◆ About this exercise
The output should be all lines of the entries below in which the word "Serialize" occurs.

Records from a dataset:
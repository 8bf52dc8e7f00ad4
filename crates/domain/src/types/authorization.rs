//! Authorization-code flow request types

use serde::{Deserialize, Serialize};

/// PKCE verifier/challenge pair (RFC 7636).
///
/// The verifier is a secret the caller keeps across the redirect and hands
/// back to `exchange_code`.
#[derive(Debug, Clone, PartialEq, Eq, Serialize, Deserialize)]
pub struct PkceChallenge {
    pub code_verifier: String,
    pub code_challenge: String,
    /// Always `"S256"`.
    pub code_challenge_method: String,
}

/// Caller-supplied inputs for building an authorization URL.
#[derive(Debug, Clone, Default, PartialEq, Eq)]
pub struct AuthorizationRequest {
    /// Overrides the configured redirect URI.
    pub redirect_uri: Option<String>,
    /// Overrides the configured default scope.
    pub scope: Option<String>,
    /// Generated when absent.
    pub state: Option<String>,
    pub login_hint: Option<String>,
    /// Upstream identity provider, sent as `connection`.
    pub connection: Option<String>,
    pub acr_values: Option<String>,
    /// Appended after the standard parameters, in insertion order.
    pub extra_params: Vec<(String, String)>,
}

impl AuthorizationRequest {
    #[must_use]
    pub fn new() -> Self {
        Self::default()
    }

    #[must_use]
    pub fn redirect_uri(mut self, redirect_uri: impl Into<String>) -> Self {
        self.redirect_uri = Some(redirect_uri.into());
        self
    }

    #[must_use]
    pub fn scope(mut self, scope: impl Into<String>) -> Self {
        self.scope = Some(scope.into());
        self
    }

    #[must_use]
    pub fn state(mut self, state: impl Into<String>) -> Self {
        self.state = Some(state.into());
        self
    }

    #[must_use]
    pub fn login_hint(mut self, login_hint: impl Into<String>) -> Self {
        self.login_hint = Some(login_hint.into());
        self
    }

    #[must_use]
    pub fn connection(mut self, connection: impl Into<String>) -> Self {
        self.connection = Some(connection.into());
        self
    }

    #[must_use]
    pub fn acr_values(mut self, acr_values: impl Into<String>) -> Self {
        self.acr_values = Some(acr_values.into());
        self
    }

    #[must_use]
    pub fn extra_param(mut self, key: impl Into<String>, value: impl Into<String>) -> Self {
        self.extra_params.push((key.into(), value.into()));
        self
    }
}

/// A ready-to-redirect authorization URL plus the secrets needed to finish
/// the flow.
#[derive(Debug, Clone, PartialEq, Eq)]
pub struct AuthorizationUrl {
    pub url: String,
    pub pkce: PkceChallenge,
    pub state: String,
}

◆ Result
use serde::{Deserialize, Serialize};
#[derive(Debug, Clone, PartialEq, Eq, Serialize, Deserialize)]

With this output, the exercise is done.